Yanis reports the filing comes from the District of Connecticut in Succow v. Bondi, a challenge brought by two young adults, Zachary Succow and Samuel Town, along with supportive advocacy groups.
He explains they are asking the court to declare the federal purchase ban unconstitutional and to permanently stop its enforcement.
He notes the core statute is 18 U.S.C. § 922(b)(1), a piece of the 1968 Gun Control Act that forbids FFLs from selling handguns to those under 21. In Yanis’ telling, the plaintiffs say Bruen controls, the plain text protects their conduct, and the burden shifts to the government to prove a historical analogue.
The Government’s Founding-Era Pitch
Yanis says DOJ’s brief leans on Founding-era sources to recast 18–20-year-olds as legal “infants” who lacked full contractual rights.
He lists Blackstone, Zephaniah Swift, and even John Adams as authorities the government cites to show that people under 21 were seen as lacking “reason and judgment.”

As Yanis summarizes it, the government’s logic goes like this: if minors historically could not enter contracts, hold property independently, or act publicly without parental consent, then a modern ban on dealer sales to 18–20-year-olds fits within tradition.
The filing, he says, even argues access remains because parents can still gift firearms, preserving a supposed historic channel of acquisition.
Yanis pushes back on that reading by pointing to the Militia Act of 1792, which required able-bodied men 18 to 45 to arm themselves with a musket or firelock. He underscores the contradiction: the same nation that ordered 18-year-olds to be armed is now being cited to justify disarming them at the gun counter.
According to Yanis, DOJ tries to blunt the militia point by saying states often required parents to supply arms for their sons, which means compulsory service did not equal an independent right to purchase.
He calls that an overreach that twists history into a one-way ratchet, generous for restrictions and stingy for rights.
A Live Circuit Split, Per Yanis
Yanis stresses that the DOJ acknowledges a widening split among federal appeals courts.
He lists McCoy v. ATF in the Fourth Circuit and NRA v. Bondi in the Eleventh Circuit as decisions upholding age-based limits.
On the other side, Yanis highlights the Fifth Circuit’s Reese v. ATF, which found similar bans unconstitutional under Bruen. He says the government is effectively urging the court to pick the anti-gun rulings and ignore the pro–Second Amendment one.

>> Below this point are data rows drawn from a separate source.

//! Schema document loader
//!
//! A document is consumed in a single forward pass: root attributes first,
//! then each child in order. Every `predef` reference must already be
//! resolvable, either from earlier in the same document or from an ancestor
//! registry, so documents are loaded in dependency order. The new registry
//! becomes visible in the catalog only once the whole document has been
//! processed.

use std::fs;
use std::path::Path;

use tracing::debug;

use indexmap::IndexMap;

use crate::catalog::SchemaCatalog;
use crate::error::{Result, SchemaError};
use crate::fingerprint::Fingerprint;
use crate::schema::Schema;
use crate::tree::Element;
use crate::types::{normalize_type_name, ScalarKind, SchemaType, TypeKind, TypeRef};

/// Load a schema document into the catalog, returning the new registry's id
pub fn load_document(catalog: &mut SchemaCatalog, root: &Element) -> Result<String> {
    load_inner(catalog, root, None)
}

/// Load a schema document under an explicitly supplied parent, ignoring any
/// `inherit` attribute on the root. The parent must already be loaded.
pub fn load_document_with_parent(
    catalog: &mut SchemaCatalog,
    root: &Element,
    parent_id: &str,
) -> Result<String> {
    load_inner(catalog, root, Some(parent_id))
}

fn load_inner(
    catalog: &mut SchemaCatalog,
    root: &Element,
    explicit_parent: Option<&str>,
) -> Result<String> {
    let id = root.require("id")?.to_string();

    let parent_id = match explicit_parent {
        Some(parent_id) => Some(parent_id.to_string()),
        None => root.get("inherit").map(str::to_string),
    };
    if let Some(parent_id) = &parent_id {
        match catalog.get(parent_id) {
            Some(parent) if parent.id() == parent_id.as_str() => {}
            _ => {
                return Err(SchemaError::MissingParent {
                    schema_id: id,
                    parent_id: parent_id.clone(),
                })
            }
        }
    }

    let sized = root.get_bool("sized") == Some(true);

    if catalog.contains(&id) {
        return Err(SchemaError::DuplicateSchemaId { id });
    }

    let mut schema = Schema::new(id.clone())
        .with_sized(sized)
        .with_fingerprint(Fingerprint::of_document(root));
    if let Some(parent_id) = parent_id {
        schema = schema.with_parent(parent_id);
    }

    for child in &root.children {
        match child.tag.as_str() {
            "SchemaOverrides" => {
                for entry in &child.children {
                    let record_kind = entry.require("component")?;
                    let field = entry.require("var")?;
                    let type_name = entry.require("override_type")?;
                    schema.add_override(record_kind, field, type_name);
                }
            }
            "Alias" => {
                let name = child.require("name")?;
                let target = schema.get_type(catalog, child.require("alias")?)?;
                schema.add_alias(name, target);
            }
            _ => {
                let ty = load_type_def(catalog, &schema, child, sized)?;
                schema.add_type(ty);
            }
        }
    }

    debug!(id = %id, types = schema.len(), sized, "loaded schema document");
    catalog.insert(schema)?;
    Ok(id)
}

/// Construct one declared type from a type-defining element
fn load_type_def(
    catalog: &SchemaCatalog,
    schema: &Schema,
    child: &Element,
    sized: bool,
) -> Result<SchemaType> {
    let name = child.require("name")?;

    // A FieldArray element names its underlying category in `class`
    let (tag, field_array) = match child.tag.as_str() {
        "FieldArray" => (child.require("class")?, true),
        tag => (tag, false),
    };

    let kind = match tag {
        "Primitive" => {
            let scalar_name = child.require("type")?;
            let scalar = ScalarKind::parse(scalar_name).ok_or_else(|| {
                SchemaError::UnknownScalarKind {
                    name: scalar_name.to_string(),
                }
            })?;
            TypeKind::Primitive { scalar }
        }
        "MultiAttr" => TypeKind::MultiAttr {
            fields: sub_attr_fields(catalog, schema, child, name)?,
        },
        "Object" => TypeKind::Object {
            fields: predef_fields(catalog, schema, child)?,
            array: false,
        },
        "List" => TypeKind::List {
            entry_name: child.require("entry_name")?.to_string(),
            fields: predef_fields(catalog, schema, child)?,
            array: false,
        },
        other => {
            return Err(SchemaError::UnknownTypeDefinition {
                tag: other.to_string(),
            })
        }
    };

    let mut ty = SchemaType::new(name, kind);

    if sized {
        let Some(raw) = child.get("size") else {
            return Err(SchemaError::MissingSizeAttribute {
                type_name: ty.name().to_string(),
            });
        };
        let size: u32 = raw.parse().map_err(|_| SchemaError::InvalidAttribute {
            element: child.tag.clone(),
            attribute: "size".to_string(),
            value: raw.to_string(),
        })?;
        ty = ty.with_expected_size(size);
    }

    if let Some(nice_name) = child.get("nice_name") {
        ty = ty.with_nice_name(nice_name);
    }

    if field_array {
        ty = ty.into_array()?;
    }

    Ok(ty)
}

/// Resolve the `name`/`predef` field children of an Object or List element
fn predef_fields(
    catalog: &SchemaCatalog,
    schema: &Schema,
    typedef: &Element,
) -> Result<IndexMap<String, TypeRef>> {
    let mut fields = IndexMap::new();
    for field in &typedef.children {
        let name = field.require("name")?;
        let ty = schema.get_type(catalog, field.require("predef")?)?;
        fields.insert(name.to_string(), ty);
    }
    Ok(fields)
}

/// Like [`predef_fields`], but every sub-attribute must be a Primitive
fn sub_attr_fields(
    catalog: &SchemaCatalog,
    schema: &Schema,
    typedef: &Element,
    type_name: &str,
) -> Result<IndexMap<String, TypeRef>> {
    let mut fields = IndexMap::new();
    for field in &typedef.children {
        let name = field.require("name")?;
        let ty = schema.get_type(catalog, field.require("predef")?)?;
        if !matches!(ty.kind(), TypeKind::Primitive { .. }) {
            return Err(SchemaError::NonPrimitiveSubAttribute {
                type_name: normalize_type_name(type_name).into_owned(),
                field: name.to_string(),
                found: ty.category(),
            });
        }
        fields.insert(name.to_string(), ty);
    }
    Ok(fields)
}

// ----------------------------------------------------------------------
// File loading
// ----------------------------------------------------------------------

/// Read an element tree from a JSON document file
pub fn read_document(path: &Path) -> anyhow::Result<Element> {
    let content = fs::read_to_string(path)?;
    let root: Element = serde_json::from_str(&content)
        .map_err(|e| anyhow::anyhow!("Failed to parse JSON in {}: {}", path.display(), e))?;
    Ok(root)
}

/// Load a schema document file into the catalog, returning the new
/// registry's id
pub fn load_file(catalog: &mut SchemaCatalog, path: &Path) -> anyhow::Result<String> {
    let root = read_document(path)?;
    let id = load_document(catalog, &root)
        .map_err(|e| anyhow::anyhow!("Failed to load schema from {}: {}", path.display(), e))?;
    Ok(id)
}
//! Translation message files: a JSON array of `{id, ...}` objects.
//!
//! Each array element is one `message` entity. Serialization keeps the base
//! file's element order and appends new messages in id order, always as
//! pretty-printed JSON with a trailing newline. Applying a diff to its old
//! state therefore reproduces the new state's messages, not its bytes: a new
//! state that reorders existing elements or uses other whitespace comes back
//! in base order and pretty-printed.

use async_trait::async_trait;
use serde_json::{Map, Value};
use tracing::debug;

use lixmerge_core::conflict::{Conflict, ConflictResolver, Resolution};
use lixmerge_core::errors::{ApplyError, ParseError, PluginError};
use lixmerge_core::models::{DiffReport, EntityKind, LixFile, Operation, Snapshot};
use lixmerge_core::plugin::{default_entity_diff, Capabilities, Entity, Plugin};

pub const KEY: &str = "json_messages";
pub const DEFAULT_GLOB: &str = "**/*.messages.json";

pub struct JsonMessagesPlugin {
    glob: String,
}

impl Default for JsonMessagesPlugin {
    fn default() -> Self {
        Self::new(DEFAULT_GLOB)
    }
}

impl JsonMessagesPlugin {
    pub fn new(glob: impl Into<String>) -> Self {
        Self { glob: glob.into() }
    }

    fn malformed(file: &LixFile, detail: impl Into<String>) -> ParseError {
        ParseError::Malformed {
            plugin: KEY.to_string(),
            path: file.path.clone(),
            detail: detail.into(),
        }
    }

    /// Ids of the messages in `file`, in file order. Unreadable files have
    /// no order to preserve.
    fn id_order(&self, file: &LixFile) -> Vec<String> {
        self.parse(file)
            .map(|entities| entities.into_iter().map(|e| e.snapshot.id).collect())
            .unwrap_or_default()
    }
}

/// Names of the fields whose values differ between two snapshots.
fn changed_fields(old: &Snapshot, neu: &Snapshot) -> Vec<Value> {
    let mut names: Vec<&String> = old.fields.keys().chain(neu.fields.keys()).collect();
    names.sort();
    names.dedup();
    names
        .into_iter()
        .filter(|name| old.get(name) != neu.get(name))
        .map(|name| Value::String(name.clone()))
        .collect()
}

#[async_trait]
impl Plugin for JsonMessagesPlugin {
    fn key(&self) -> &str {
        KEY
    }

    fn glob(&self) -> &str {
        &self.glob
    }

    fn capabilities(&self) -> Capabilities {
        Capabilities::for_kinds([EntityKind::Message])
            .with_entity_diff()
            .with_resolution()
    }

    fn parse(&self, file: &LixFile) -> Result<Vec<Entity>, ParseError> {
        if file.data.iter().all(u8::is_ascii_whitespace) {
            return Ok(Vec::new());
        }
        let value: Value = serde_json::from_slice(&file.data)?;
        let Value::Array(items) = value else {
            return Err(Self::malformed(file, "expected a JSON array of messages"));
        };
        items
            .into_iter()
            .enumerate()
            .map(|(idx, item)| {
                Snapshot::from_value(item)
                    .map(|snapshot| Entity::new(EntityKind::Message, snapshot))
                    .map_err(|e| Self::malformed(file, format!("message {idx}: {e}")))
            })
            .collect()
    }

    fn serialize(&self, base: &LixFile, entities: &[Entity]) -> Result<Vec<u8>, ApplyError> {
        let order = self.id_order(base);
        let position = |id: &str| order.iter().position(|o| o == id).unwrap_or(usize::MAX);

        let mut messages: Vec<&Entity> = entities.iter().collect();
        messages.sort_by(|a, b| {
            (position(&a.snapshot.id), &a.snapshot.id).cmp(&(position(&b.snapshot.id), &b.snapshot.id))
        });

        let array: Vec<Value> = messages.iter().map(|e| e.snapshot.to_value()).collect();
        let mut data = serde_json::to_vec_pretty(&array)
            .map_err(|e| ApplyError::Serialize(e.to_string()))?;
        data.push(b'\n');
        Ok(data)
    }

    async fn diff_entity(
        &self,
        kind: EntityKind,
        old: Option<&Snapshot>,
        neu: Option<&Snapshot>,
    ) -> Result<Vec<DiffReport>, PluginError> {
        let Some(report) = default_entity_diff(kind, old, neu) else {
            return Ok(Vec::new());
        };
        let report = match (report.operation, old, neu) {
            (Operation::Update, Some(o), Some(n)) => {
                let mut meta = Map::new();
                meta.insert("changed_fields".into(), Value::Array(changed_fields(o, n)));
                report.with_meta(meta)
            }
            _ => report,
        };
        Ok(vec![report])
    }

    async fn try_resolve_conflict(&self, conflict: &Conflict) -> Result<Resolution, PluginError> {
        let resolution =
            ConflictResolver::field_union(conflict).map_err(|source| PluginError::InvalidReport {
                plugin: KEY.to_string(),
                source,
            })?;
        debug!(
            conflict_id = %conflict.id,
            resolved = resolution.is_resolved(),
            "field union attempted"
        );
        Ok(resolution)
    }
}
//! Line-based three-way merge of text field values.
//!
//! Field-union resolution calls [`Merger::merge_text`] when both replicas
//! edited the same string field of an entity.

use std::ops::RangeInclusive;

use tracing::debug;

/// Outcome of merging two edits of one text value.
#[derive(Debug, Clone, PartialEq, Eq)]
pub enum TextMerge {
    /// Both edits combined without overlap.
    Clean(String),
    /// Overlapping edits. `text` carries diff3-style marker blocks and
    /// `regions` their 1-indexed line spans.
    Conflicted {
        text: String,
        regions: Vec<RangeInclusive<usize>>,
    },
}

impl TextMerge {
    pub fn is_clean(&self) -> bool {
        matches!(self, Self::Clean(_))
    }

    /// The merged value, if no edits overlapped.
    pub fn into_clean(self) -> Option<String> {
        match self {
            Self::Clean(text) => Some(text),
            Self::Conflicted { .. } => None,
        }
    }
}

/// Stateless text merger.
pub struct Merger;

impl Merger {
    /// Merge `ours` and `theirs`, both edited from `base`.
    pub fn merge_text(base: &str, ours: &str, theirs: &str) -> TextMerge {
        if ours == base || ours == theirs {
            return TextMerge::Clean(theirs.to_string());
        }
        if theirs == base {
            return TextMerge::Clean(ours.to_string());
        }

        match diffy::merge(base, ours, theirs) {
            Ok(merged) => {
                debug!(lines = merged.lines().count(), "text edits merged");
                TextMerge::Clean(merged)
            }
            Err(text) => {
                let regions = marker_regions(&text);
                debug!(regions = regions.len(), "text edits overlap");
                TextMerge::Conflicted { text, regions }
            }
        }
    }
}

/// Line spans of `<<<<<<<` .. `>>>>>>>` blocks.
fn marker_regions(text: &str) -> Vec<RangeInclusive<usize>> {
    let mut regions = Vec::new();
    let mut open = None;
    for (line_no, line) in (1..).zip(text.lines()) {
        if line.starts_with("<<<<<<<") {
            open = Some(line_no);
        } else if line.starts_with(">>>>>>>") {
            if let Some(start) = open.take() {
                regions.push(start..=line_no);
            }
        }
    }
    regions
}
//! Logging initialization and telemetry forwarding.
//!
//! Telemetry is chosen once from configuration: an enabled forwarder when a
//! project token is available, otherwise a no-op. Callers hold a
//! [`Telemetry`] value and call [`Telemetry::capture`] unconditionally.

use std::sync::{Arc, Mutex};

use chrono::{DateTime, Utc};
use serde::Serialize;
use serde_json::{Map, Value};
use tracing::{info, warn};
use tracing_subscriber::EnvFilter;

use crate::config::TelemetryConfig;

/// Install the global `tracing` subscriber at `log_level`.
///
/// Unknown levels fall back to `info`. Calling this more than once is
/// harmless; later calls leave the first subscriber in place.
pub fn init_logging(log_level: &str) {
    let filter = EnvFilter::try_new(log_level).unwrap_or_else(|_| EnvFilter::new("info"));

    let installed = tracing_subscriber::fmt()
        .with_env_filter(filter)
        .with_target(true)
        .with_thread_ids(false)
        .with_file(false)
        .try_init()
        .is_ok();
    if installed {
        info!(log_level, "logging initialized");
    }
}

/// One captured telemetry event.
#[derive(Debug, Clone, Serialize)]
pub struct TelemetryEvent {
    pub name: String,
    pub properties: Map<String, Value>,
    pub timestamp: DateTime<Utc>,
}

/// Buffers events for the host to ship.
#[derive(Debug)]
pub struct TelemetryForwarder {
    token: String,
    events: Mutex<Vec<TelemetryEvent>>,
}

impl TelemetryForwarder {
    pub fn new(token: impl Into<String>) -> Self {
        Self {
            token: token.into(),
            events: Mutex::new(Vec::new()),
        }
    }

    pub fn token(&self) -> &str {
        &self.token
    }

    fn push(&self, event: TelemetryEvent) {
        let mut events = self.events.lock().unwrap_or_else(|e| e.into_inner());
        events.push(event);
    }

    /// Take every buffered event, oldest first.
    pub fn drain(&self) -> Vec<TelemetryEvent> {
        let mut events = self.events.lock().unwrap_or_else(|e| e.into_inner());
        std::mem::take(&mut *events)
    }
}

#[derive(Debug, Clone, Default)]
pub enum Telemetry {
    #[default]
    Disabled,
    Enabled(Arc<TelemetryForwarder>),
}

impl Telemetry {
    /// Build telemetry from resolved configuration.
    pub fn from_config(config: &TelemetryConfig) -> Self {
        if !config.enabled {
            return Self::Disabled;
        }
        match config.token.as_deref() {
            Some(token) if !token.is_empty() => {
                info!("telemetry enabled");
                Self::Enabled(Arc::new(TelemetryForwarder::new(token)))
            }
            _ => {
                warn!("telemetry token is not set, telemetry will not be initialized");
                Self::Disabled
            }
        }
    }

    pub fn is_enabled(&self) -> bool {
        matches!(self, Self::Enabled(_))
    }

    /// Record an event. A no-op when disabled.
    pub fn capture(&self, name: &str, properties: Map<String, Value>) {
        let Self::Enabled(forwarder) = self else {
            return;
        };
        tracing::debug!(target: "lixmerge::telemetry", event = name, "captured");
        forwarder.push(TelemetryEvent {
            name: name.to_string(),
            properties,
            timestamp: Utc::now(),
        });
    }

    /// Buffered events; always empty when disabled.
    pub fn drain(&self) -> Vec<TelemetryEvent> {
        match self {
            Self::Enabled(forwarder) => forwarder.drain(),
            Self::Disabled => Vec::new(),
        }
    }
}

He adds that the DOJ even name-checks two Supreme Court cases already on the docket – Wolford v. Lopez and United States v. Rahimi (Yanis pronounces it “Himmani” at one point) – as matters that could “shed light” on this issue.
In his view, that’s a tell: the government expects the justices to weigh in soon, and this case is positioned for a fast track.
Yanis argues the outcome will affect millions of adults who can vote, pay taxes, marry, and serve in uniform, yet cannot lawfully buy a handgun from a dealer. He frames that as a civil-rights mismatch that Bruen was supposed to resolve.
What Bruen Requires, As Yanis Frames It
Yanis walks through the Bruen test in simple terms. Step one asks whether the conduct falls within the plain text of “the right of the people to keep and bear arms.”
If yes, he says, the burden shifts to the government to present a well-established historical tradition that justifies the restriction. He insists the DOJ’s “infants” theory tries to smuggle in contract law to limit a constitutional right.
In Yanis’ telling, the DOJ even concedes that purchasing a handgun is conduct covered by the Second Amendment – then pivots to a historical analogy to salvage the ban. He calls that a circular move we’ve seen “dozens of times” since Bruen: acknowledge the right, then invent an exception big enough to swallow it.
He also notes a fallback issue in the case: whether Connecticut may use NICS for private transfers to 18–20-year-olds.
According to Yanis, DOJ wants the court to punt, saying federal law doesn’t forbid that; if there’s a barrier, it’s state-created and Connecticut must fix it.
The Stakes Are Bigger Than Ever

Yanis says the stakes are bigger than a single age bracket. If the government can lock out 18–20-year-old adults from the dealer marketplace, he argues, it can build out an age-based scaffold that expands and contracts by policy mood.
He warns that the “infant” label could drift into other areas of public life, justifying temporary disarmament for college students, young parents, or anyone deemed not “mature” enough by shifting standards.
He pushes the slippery question: what stops that logic from leaking into speech, voting, or other rights when “tradition” can be defined loosely?
He predicts the Supreme Court will have to clean up the mess created by conflicting rulings, given the split he outlined.
And he tells his audience to watch Succow v. Bondi closely because it aligns with the broader post-Bruen realignment.
The Founders Knew Eighteen Meant Duty – And Arms
The most striking piece of Yanis’ report is the Militia Act contrast.
If you trust an 18-year-old to stand a post for the republic, the notion that he cannot buy the tool for that duty feels out of step with the era that wrote the right down in ink.
Contract law and constitutional liberty don’t always travel together. Minors faced limits on debts, wills, or sureties, yet the same communities trained and armed them because defense was a shared obligation that did not wait for birthdays.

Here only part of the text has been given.